→ **Work required**
Return verbatim the line containing "assert_eq!(history.records.len(), 3);" together with all lines that follow it, through the end of the records.

Stored data entries:
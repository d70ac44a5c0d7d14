//! Per-application FIFO task queue with admission control and partial service
//!
//! A queue admits whole tasks against a capacity bound and serves bits off
//! the front in arrival order. Compute service discards served bits;
//! transmission service turns them into continuation tasks to forward.

use std::collections::{BTreeMap, VecDeque};

use crate::config::{ApplicationKind, APP_SLOTS};
use crate::task::{Task, TaskId};

// ============================================================================
// Arrival history
// ============================================================================

/// One tick's worth of admitted arrivals.
#[derive(Debug, Clone, Copy)]
struct ArrivalRecord {
    tick: u64,
    count: u32,
    bits: f64,
}

/// Bounded ring of per-tick arrival records, used for the mean-arrival-rate
/// estimate in observations.
#[derive(Debug, Clone, Default)]
pub struct ArrivalHistory {
    records: VecDeque<ArrivalRecord>,
    capacity: usize,
}

impl ArrivalHistory {
    /// Creates a history retaining at most `capacity` distinct ticks.
    pub fn new(capacity: usize) -> Self {
        Self {
            records: VecDeque::with_capacity(capacity),
            capacity,
        }
    }

    /// Records `bits` admitted at `tick`. Records for the same tick merge.
    pub fn record(&mut self, tick: u64, bits: f64) {
        match self.records.back_mut() {
            Some(last) if last.tick == tick => {
                last.count += 1;
                last.bits += bits;
            }
            _ => {
                if self.records.len() == self.capacity {
                    self.records.pop_front();
                }
                self.records.push_back(ArrivalRecord { tick, count: 1, bits });
            }
        }
    }

    /// Average bits admitted per tick over the `window` ticks ending at
    /// `now`, divided by `scale`.
    pub fn mean_rate(&self, now: u64, window: u64, scale: f64) -> f64 {
        if window == 0 {
            return 0.0;
        }
        let from = now.saturating_sub(window - 1);
        let total: f64 = self
            .records
            .iter()
            .filter(|r| r.tick >= from && r.tick <= now)
            .map(|r| r.bits)
            .sum();
        total / window as f64 / scale
    }

    /// Bits admitted exactly at `now`, divided by `scale`; 0 if none.
    pub fn last(&self, now: u64, scale: f64) -> f64 {
        self.records
            .iter()
            .rev()
            .find(|r| r.tick == now)
            .map_or(0.0, |r| r.bits / scale)
    }
}

// ============================================================================
// Task queue
// ============================================================================

/// FIFO of tasks bounded by a bit capacity.
///
/// Edge nodes hold one queue per application; the cloud holds a single
/// aggregate queue (`application == None`) that mixes types.
#[derive(Debug)]
pub struct TaskQueue {
    application: Option<ApplicationKind>,
    capacity_bits: f64,
    tasks: VecDeque<Task>,
    arrivals: ArrivalHistory,
}

impl TaskQueue {
    /// Creates a queue for a single application type.
    pub fn for_application(
        application: ApplicationKind,
        capacity_bits: f64,
        history_window: usize,
    ) -> Self {
        Self {
            application: Some(application),
            capacity_bits,
            tasks: VecDeque::new(),
            arrivals: ArrivalHistory::new(history_window),
        }
    }

    /// Creates an aggregate queue accepting any application type.
    pub fn aggregate(capacity_bits: f64, history_window: usize) -> Self {
        Self {
            application: None,
            capacity_bits,
            tasks: VecDeque::new(),
            arrivals: ArrivalHistory::new(history_window),
        }
    }

    /// Application type this queue serves, if it is type-bound.
    pub fn application(&self) -> Option<ApplicationKind> {
        self.application
    }

    /// Current backlog in bits, divided by `scale`.
    pub fn length(&self, scale: f64) -> f64 {
        self.tasks.iter().map(Task::size_bits).sum::<f64>() / scale
    }

    /// Backlog in bits.
    pub fn length_bits(&self) -> f64 {
        self.length(1.0)
    }

    /// Capacity bound in bits.
    pub fn max_capacity(&self) -> f64 {
        self.capacity_bits
    }

    pub fn is_empty(&self) -> bool {
        self.tasks.is_empty()
    }

    /// Backlog broken down by application slot, divided by `scale`. Only
    /// meaningful for the aggregate queue; a type-bound queue fills one slot.
    pub fn lengths_by_slot(&self, scale: f64) -> [f64; APP_SLOTS] {
        let mut out = [0.0; APP_SLOTS];
        for task in &self.tasks {
            out[task.application().slot()] += task.size_bits() / scale;
        }
        out
    }

    /// Attempts to admit `task` at `tick`.
    ///
    /// Rejects without mutation when the backlog plus the task would exceed
    /// capacity; otherwise appends and records the arrival.
    pub fn admit(&mut self, task: Task, tick: u64) -> bool {
        if self.length_bits() + task.size_bits() > self.capacity_bits {
            return false;
        }
        self.arrivals.record(tick, task.size_bits());
        self.tasks.push_back(task);
        true
    }

    /// Consumes up to `budget_bits` off the front for local compute. Served
    /// bits are discarded (their work is done). Returns the bits served,
    /// never exceeding either the budget or the backlog. Empty queue or zero
    /// budget is a no-op.
    pub fn serve_for_compute(&mut self, budget_bits: f64) -> f64 {
        self.serve_for_compute_tracked(budget_bits, &mut BTreeMap::new())
    }

    /// As [`Self::serve_for_compute`], additionally accumulating served bits
    /// per application into `usage`. The aggregate cloud queue uses this to
    /// keep its observations application-indexed.
    pub fn serve_for_compute_tracked(
        &mut self,
        budget_bits: f64,
        usage: &mut BTreeMap<ApplicationKind, f64>,
    ) -> f64 {
        let mut remaining = budget_bits.max(0.0);
        let mut served = 0.0;
        while remaining > 0.0 {
            let Some(head) = self.tasks.front_mut() else { break };
            let app = head.application();
            if head.size_bits() <= remaining {
                let bits = head.size_bits();
                remaining -= bits;
                served += bits;
                *usage.entry(app).or_insert(0.0) += bits;
                self.tasks.pop_front();
            } else {
                head.shrink(remaining);
                served += remaining;
                *usage.entry(app).or_insert(0.0) += remaining;
                remaining = 0.0;
            }
        }
        served
    }

    /// Consumes up to `budget_bits` off the front for transmission. Unlike
    /// compute service the consumed bits survive: each consumed (possibly
    /// split) task becomes a continuation task keyed by id, to be handed to
    /// the receiving node. Splitting conserves total size.
    pub fn serve_for_transmission(&mut self, budget_bits: f64) -> (f64, BTreeMap<TaskId, Task>) {
        let mut remaining = budget_bits.max(0.0);
        let mut served = 0.0;
        let mut continuations = BTreeMap::new();
        while remaining > 0.0 {
            let Some(head) = self.tasks.front_mut() else { break };
            if head.size_bits() <= remaining {
                remaining -= head.size_bits();
                served += head.size_bits();
                if let Some(task) = self.tasks.pop_front() {
                    continuations.insert(task.id(), task);
                }
            } else {
                let cont = head.split_off(remaining);
                served += remaining;
                remaining = 0.0;
                continuations.insert(cont.id(), cont);
            }
        }
        (served, continuations)
    }

    /// Mean bits admitted per tick over the `window` ticks ending at `now`,
    /// divided by `scale`.
    pub fn mean_arrival_rate(&self, now: u64, window: u64, scale: f64) -> f64 {
        self.arrivals.mean_rate(now, window, scale)
    }

    /// Bits admitted exactly at `now`, divided by `scale`.
    pub fn last_arrival(&self, now: u64, scale: f64) -> f64 {
        self.arrivals.last(now, scale)
    }
}

#[cfg(test)]
mod tests {
    use super::*;
    use crate::node::NodeId;

    fn task(bits: f64) -> Task {
        Task::new(ApplicationKind::Nlp, bits, NodeId::new(0), 0)
    }

    fn queue(capacity: f64) -> TaskQueue {
        TaskQueue::for_application(ApplicationKind::Nlp, capacity, 100)
    }

    #[test]
    fn test_admit_rejects_oversized_task_without_mutation() {
        let mut q = queue(1000.0);
        assert!(!q.admit(task(1500.0), 0));
        assert_eq!(q.length_bits(), 0.0);
        assert!(q.is_empty());
    }

    #[test]
    fn test_admit_respects_capacity_across_tasks() {
        let mut q = queue(1000.0);
        assert!(q.admit(task(600.0), 0));
        assert!(!q.admit(task(500.0), 0));
        assert!(q.admit(task(400.0), 0));
        assert_eq!(q.length_bits(), 1000.0);
        assert!(q.length_bits() <= q.max_capacity());
    }

    #[test]
    fn test_serve_for_compute_partial() {
        let mut q = queue(10_000.0);
        assert!(q.admit(task(500.0), 0));
        let served = q.serve_for_compute(300.0);
        assert_eq!(served, 300.0);
        assert_eq!(q.length_bits(), 200.0);
    }

    #[test]
    fn test_serve_never_exceeds_backlog() {
        let mut q = queue(10_000.0);
        assert!(q.admit(task(500.0), 0));
        let served = q.serve_for_compute(1000.0);
        assert_eq!(served, 500.0);
        assert!(q.is_empty());
    }

    #[test]
    fn test_serve_empty_queue_is_noop() {
        let mut q = queue(10_000.0);
        assert_eq!(q.serve_for_compute(100.0), 0.0);
        let (served, continuations) = q.serve_for_transmission(100.0);
        assert_eq!(served, 0.0);
        assert!(continuations.is_empty());
    }

    #[test]
    fn test_zero_budget_is_noop() {
        let mut q = queue(10_000.0);
        assert!(q.admit(task(500.0), 0));
        assert_eq!(q.serve_for_compute(0.0), 0.0);
        assert_eq!(q.length_bits(), 500.0);
    }

    #[test]
    fn test_serve_consumes_in_fifo_order() {
        let mut q = queue(10_000.0);
        assert!(q.admit(task(100.0), 0));
        assert!(q.admit(task(200.0), 1));
        // 150 bits: first task fully, 50 off the second.
        assert_eq!(q.serve_for_compute(150.0), 150.0);
        assert_eq!(q.length_bits(), 150.0);
    }

    #[test]
    fn test_transmission_split_conserves_size() {
        let mut q = queue(10_000.0);
        assert!(q.admit(task(500.0), 0));
        let (served, continuations) = q.serve_for_transmission(300.0);
        assert_eq!(served, 300.0);
        assert_eq!(continuations.len(), 1);
        let forwarded: f64 = continuations.values().map(Task::size_bits).sum();
        assert_eq!(forwarded, 300.0);
        assert_eq!(forwarded + q.length_bits(), 500.0);
    }

    #[test]
    fn test_transmission_moves_whole_tasks_with_identity() {
        let mut q = queue(10_000.0);
        let t = task(100.0);
        let id = t.id();
        assert!(q.admit(t, 0));
        let (served, continuations) = q.serve_for_transmission(100.0);
        assert_eq!(served, 100.0);
        assert!(continuations.contains_key(&id));
        assert!(q.is_empty());
    }

    #[test]
    fn test_arrival_statistics() {
        let mut q = queue(1_000_000.0);
        assert!(q.admit(task(100.0), 5));
        assert!(q.admit(task(300.0), 5));
        assert!(q.admit(task(200.0), 7));
        assert_eq!(q.last_arrival(5, 1.0), 400.0);
        assert_eq!(q.last_arrival(6, 1.0), 0.0);
        assert_eq!(q.last_arrival(7, 1.0), 200.0);
        // Ticks 4..=7 hold 600 bits over a window of 4.
        assert_eq!(q.mean_arrival_rate(7, 4, 1.0), 150.0);
        // A window missing tick 5 sees only the 200-bit arrival.
        assert_eq!(q.mean_arrival_rate(7, 2, 1.0), 100.0);
    }

    #[test]
    fn test_arrival_history_ring_is_bounded() {
        let mut history = ArrivalHistory::new(3);
        for tick in 0..10 {
            history.record(tick, 1.0);
        }
        assert_eq!(history.records.len(), 3);
        assert_eq!(history.last(9, 1.0), 1.0);
        assert_eq!(history.last(0, 1.0), 0.0);
    }

    #[test]
    fn test_aggregate_queue_tracks_per_slot_lengths() {
        let mut q = TaskQueue::aggregate(10_000.0, 100);
        assert!(q.admit(Task::new(ApplicationKind::SpeechRecognition, 100.0, NodeId::new(0), 0), 0));
        assert!(q.admit(Task::new(ApplicationKind::FaceRecognition, 50.0, NodeId::new(0), 0), 0));
        let slots = q.lengths_by_slot(1.0);
        assert_eq!(slots[ApplicationKind::SpeechRecognition.slot()], 100.0);
        assert_eq!(slots[ApplicationKind::FaceRecognition.slot()], 50.0);
        assert_eq!(slots[ApplicationKind::Nlp.slot()], 0.0);
    }
}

→ **Result for this exercise**
        assert_eq!(history.records.len(), 3);
        assert_eq!(history.last(9, 1.0), 1.0);
        assert_eq!(history.last(0, 1.0), 0.0);
    }

    #[test]
    fn test_aggregate_queue_tracks_per_slot_lengths() {
        let mut q = TaskQueue::aggregate(10_000.0, 100);
        assert!(q.admit(Task::new(ApplicationKind::SpeechRecognition, 100.0, NodeId::new(0), 0), 0));
        assert!(q.admit(Task::new(ApplicationKind::FaceRecognition, 50.0, NodeId::new(0), 0), 0));
        let slots = q.lengths_by_slot(1.0);
        assert_eq!(slots[ApplicationKind::SpeechRecognition.slot()], 100.0);
        assert_eq!(slots[ApplicationKind::FaceRecognition.slot()], 50.0);
        assert_eq!(slots[ApplicationKind::Nlp.slot()], 0.0);
    }
}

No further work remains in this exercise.